Aim of the task = Select the lines below containing the word "NodeDef".

Top of Supplied data

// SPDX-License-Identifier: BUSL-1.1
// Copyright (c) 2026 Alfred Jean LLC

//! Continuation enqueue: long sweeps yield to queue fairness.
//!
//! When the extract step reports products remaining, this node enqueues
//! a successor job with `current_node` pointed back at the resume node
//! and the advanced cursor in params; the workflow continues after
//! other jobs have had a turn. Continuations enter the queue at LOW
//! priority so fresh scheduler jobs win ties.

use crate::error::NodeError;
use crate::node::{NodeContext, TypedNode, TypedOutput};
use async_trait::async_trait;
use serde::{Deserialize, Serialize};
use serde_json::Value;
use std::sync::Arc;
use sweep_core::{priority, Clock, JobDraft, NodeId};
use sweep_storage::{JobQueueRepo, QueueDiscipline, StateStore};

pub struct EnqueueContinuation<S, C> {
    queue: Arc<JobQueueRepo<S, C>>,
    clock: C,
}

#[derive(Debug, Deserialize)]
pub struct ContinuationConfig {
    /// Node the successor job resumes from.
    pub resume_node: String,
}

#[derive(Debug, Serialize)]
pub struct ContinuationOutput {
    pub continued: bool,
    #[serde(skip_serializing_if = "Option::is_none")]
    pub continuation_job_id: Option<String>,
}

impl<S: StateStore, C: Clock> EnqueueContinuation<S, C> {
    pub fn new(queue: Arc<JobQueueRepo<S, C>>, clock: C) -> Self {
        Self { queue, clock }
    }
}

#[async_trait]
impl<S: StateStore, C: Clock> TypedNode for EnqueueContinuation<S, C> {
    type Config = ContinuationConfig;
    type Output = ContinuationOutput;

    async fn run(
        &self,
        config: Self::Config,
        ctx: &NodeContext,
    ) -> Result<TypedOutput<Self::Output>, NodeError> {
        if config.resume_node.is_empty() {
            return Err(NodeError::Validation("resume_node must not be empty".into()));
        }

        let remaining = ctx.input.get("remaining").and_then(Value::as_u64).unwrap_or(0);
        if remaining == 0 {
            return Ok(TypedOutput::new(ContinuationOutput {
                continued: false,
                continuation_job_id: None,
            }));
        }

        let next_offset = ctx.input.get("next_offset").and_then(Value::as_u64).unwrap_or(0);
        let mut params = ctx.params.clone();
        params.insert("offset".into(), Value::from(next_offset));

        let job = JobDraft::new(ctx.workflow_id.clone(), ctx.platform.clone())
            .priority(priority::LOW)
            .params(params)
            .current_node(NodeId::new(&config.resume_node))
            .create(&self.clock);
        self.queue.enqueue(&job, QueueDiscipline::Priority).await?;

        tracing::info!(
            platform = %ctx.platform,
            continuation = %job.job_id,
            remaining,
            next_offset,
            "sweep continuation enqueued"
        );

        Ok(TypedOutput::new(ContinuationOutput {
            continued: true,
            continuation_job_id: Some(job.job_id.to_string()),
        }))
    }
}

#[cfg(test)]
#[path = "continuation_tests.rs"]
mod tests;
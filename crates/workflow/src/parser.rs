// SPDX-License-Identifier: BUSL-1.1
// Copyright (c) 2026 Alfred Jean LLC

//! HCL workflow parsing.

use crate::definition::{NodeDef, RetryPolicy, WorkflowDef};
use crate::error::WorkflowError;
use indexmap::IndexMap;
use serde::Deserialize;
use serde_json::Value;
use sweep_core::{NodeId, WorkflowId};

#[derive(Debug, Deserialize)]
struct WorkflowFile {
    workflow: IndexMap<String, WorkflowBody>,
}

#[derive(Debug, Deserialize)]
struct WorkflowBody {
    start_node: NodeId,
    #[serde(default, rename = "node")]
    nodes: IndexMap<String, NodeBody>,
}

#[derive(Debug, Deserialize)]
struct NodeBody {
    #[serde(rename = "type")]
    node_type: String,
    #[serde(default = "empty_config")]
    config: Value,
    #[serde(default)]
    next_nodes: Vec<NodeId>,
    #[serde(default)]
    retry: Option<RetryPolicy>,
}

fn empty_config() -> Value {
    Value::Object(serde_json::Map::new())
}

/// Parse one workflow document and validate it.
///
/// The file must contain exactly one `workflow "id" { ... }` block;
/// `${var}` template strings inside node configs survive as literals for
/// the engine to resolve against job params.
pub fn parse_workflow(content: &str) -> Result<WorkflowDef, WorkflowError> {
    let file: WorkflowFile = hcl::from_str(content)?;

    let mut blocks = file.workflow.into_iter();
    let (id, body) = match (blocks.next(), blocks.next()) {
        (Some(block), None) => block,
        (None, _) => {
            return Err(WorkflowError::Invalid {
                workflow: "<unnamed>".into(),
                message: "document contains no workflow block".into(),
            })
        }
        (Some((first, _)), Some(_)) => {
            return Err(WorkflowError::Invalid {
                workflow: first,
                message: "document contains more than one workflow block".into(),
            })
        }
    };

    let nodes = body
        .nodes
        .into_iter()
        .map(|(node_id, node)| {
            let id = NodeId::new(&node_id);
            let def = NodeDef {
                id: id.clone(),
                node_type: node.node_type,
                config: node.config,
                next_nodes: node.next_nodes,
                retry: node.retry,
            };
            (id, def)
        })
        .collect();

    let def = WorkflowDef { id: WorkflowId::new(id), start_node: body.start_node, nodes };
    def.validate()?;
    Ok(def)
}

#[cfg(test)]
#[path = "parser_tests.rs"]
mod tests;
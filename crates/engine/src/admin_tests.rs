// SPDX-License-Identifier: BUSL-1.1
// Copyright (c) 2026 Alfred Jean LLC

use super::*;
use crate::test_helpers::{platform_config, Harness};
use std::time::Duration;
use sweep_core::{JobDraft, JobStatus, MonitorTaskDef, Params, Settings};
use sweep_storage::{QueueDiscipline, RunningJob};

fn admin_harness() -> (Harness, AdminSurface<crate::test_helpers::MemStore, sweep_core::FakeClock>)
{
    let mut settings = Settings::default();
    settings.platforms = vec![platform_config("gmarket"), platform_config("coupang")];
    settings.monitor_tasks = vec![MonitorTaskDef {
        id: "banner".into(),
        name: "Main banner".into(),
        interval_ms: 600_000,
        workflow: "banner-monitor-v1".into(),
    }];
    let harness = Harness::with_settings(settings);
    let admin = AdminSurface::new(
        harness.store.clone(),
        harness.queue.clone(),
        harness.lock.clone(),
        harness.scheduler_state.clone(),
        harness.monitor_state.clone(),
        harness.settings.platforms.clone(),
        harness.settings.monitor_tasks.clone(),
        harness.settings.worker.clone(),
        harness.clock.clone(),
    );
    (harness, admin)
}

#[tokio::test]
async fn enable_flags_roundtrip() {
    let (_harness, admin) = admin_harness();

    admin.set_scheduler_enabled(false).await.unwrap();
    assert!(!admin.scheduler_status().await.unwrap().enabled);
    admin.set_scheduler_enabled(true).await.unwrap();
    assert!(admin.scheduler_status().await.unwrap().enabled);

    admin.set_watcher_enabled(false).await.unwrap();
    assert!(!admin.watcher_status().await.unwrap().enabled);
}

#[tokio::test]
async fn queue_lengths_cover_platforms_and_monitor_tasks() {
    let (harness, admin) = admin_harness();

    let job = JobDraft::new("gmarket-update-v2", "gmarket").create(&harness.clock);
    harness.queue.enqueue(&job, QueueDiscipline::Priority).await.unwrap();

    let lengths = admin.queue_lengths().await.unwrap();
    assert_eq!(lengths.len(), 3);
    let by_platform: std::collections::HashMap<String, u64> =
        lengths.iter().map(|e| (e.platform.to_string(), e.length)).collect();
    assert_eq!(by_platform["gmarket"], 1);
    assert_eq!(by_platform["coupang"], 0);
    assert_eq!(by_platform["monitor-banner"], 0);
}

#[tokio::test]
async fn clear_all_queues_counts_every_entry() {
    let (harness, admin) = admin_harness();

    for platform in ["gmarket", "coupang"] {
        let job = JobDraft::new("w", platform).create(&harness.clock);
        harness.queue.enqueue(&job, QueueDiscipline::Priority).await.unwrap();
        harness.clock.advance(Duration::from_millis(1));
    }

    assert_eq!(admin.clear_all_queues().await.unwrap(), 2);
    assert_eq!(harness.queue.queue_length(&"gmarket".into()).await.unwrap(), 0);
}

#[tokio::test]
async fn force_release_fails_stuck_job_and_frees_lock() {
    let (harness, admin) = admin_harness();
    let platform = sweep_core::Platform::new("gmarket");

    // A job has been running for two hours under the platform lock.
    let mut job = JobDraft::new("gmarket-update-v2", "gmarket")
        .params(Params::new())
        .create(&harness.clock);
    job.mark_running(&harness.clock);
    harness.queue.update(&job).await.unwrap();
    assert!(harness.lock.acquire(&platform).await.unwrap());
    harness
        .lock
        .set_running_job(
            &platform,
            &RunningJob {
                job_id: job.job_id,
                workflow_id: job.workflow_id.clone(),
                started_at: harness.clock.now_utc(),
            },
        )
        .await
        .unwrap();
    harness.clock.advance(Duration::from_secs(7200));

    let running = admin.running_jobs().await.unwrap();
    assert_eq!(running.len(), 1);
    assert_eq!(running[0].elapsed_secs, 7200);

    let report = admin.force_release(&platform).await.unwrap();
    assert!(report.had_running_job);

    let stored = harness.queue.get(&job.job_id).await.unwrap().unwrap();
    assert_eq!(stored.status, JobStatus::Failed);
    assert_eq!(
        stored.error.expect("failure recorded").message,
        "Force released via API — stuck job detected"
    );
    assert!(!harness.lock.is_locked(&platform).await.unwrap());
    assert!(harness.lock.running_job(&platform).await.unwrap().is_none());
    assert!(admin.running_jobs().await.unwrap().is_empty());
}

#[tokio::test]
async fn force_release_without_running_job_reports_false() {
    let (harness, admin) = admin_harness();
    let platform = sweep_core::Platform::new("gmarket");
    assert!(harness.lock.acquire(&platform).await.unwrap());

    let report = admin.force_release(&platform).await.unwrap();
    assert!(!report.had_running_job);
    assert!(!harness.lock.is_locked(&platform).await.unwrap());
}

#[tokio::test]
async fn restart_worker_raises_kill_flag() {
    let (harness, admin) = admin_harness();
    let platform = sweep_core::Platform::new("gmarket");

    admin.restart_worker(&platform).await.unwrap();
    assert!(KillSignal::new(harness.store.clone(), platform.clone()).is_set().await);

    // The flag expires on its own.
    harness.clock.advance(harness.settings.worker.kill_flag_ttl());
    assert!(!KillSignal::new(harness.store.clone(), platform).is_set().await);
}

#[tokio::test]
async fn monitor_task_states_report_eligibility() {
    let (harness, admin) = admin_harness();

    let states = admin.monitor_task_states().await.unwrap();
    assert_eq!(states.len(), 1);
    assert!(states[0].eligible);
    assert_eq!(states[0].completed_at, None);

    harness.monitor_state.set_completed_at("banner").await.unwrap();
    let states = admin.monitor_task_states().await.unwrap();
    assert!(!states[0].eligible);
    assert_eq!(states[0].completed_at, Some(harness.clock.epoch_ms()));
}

Bottom of Supplied data

Answer box =
use crate::definition::{NodeDef, RetryPolicy, WorkflowDef};
            let def = NodeDef {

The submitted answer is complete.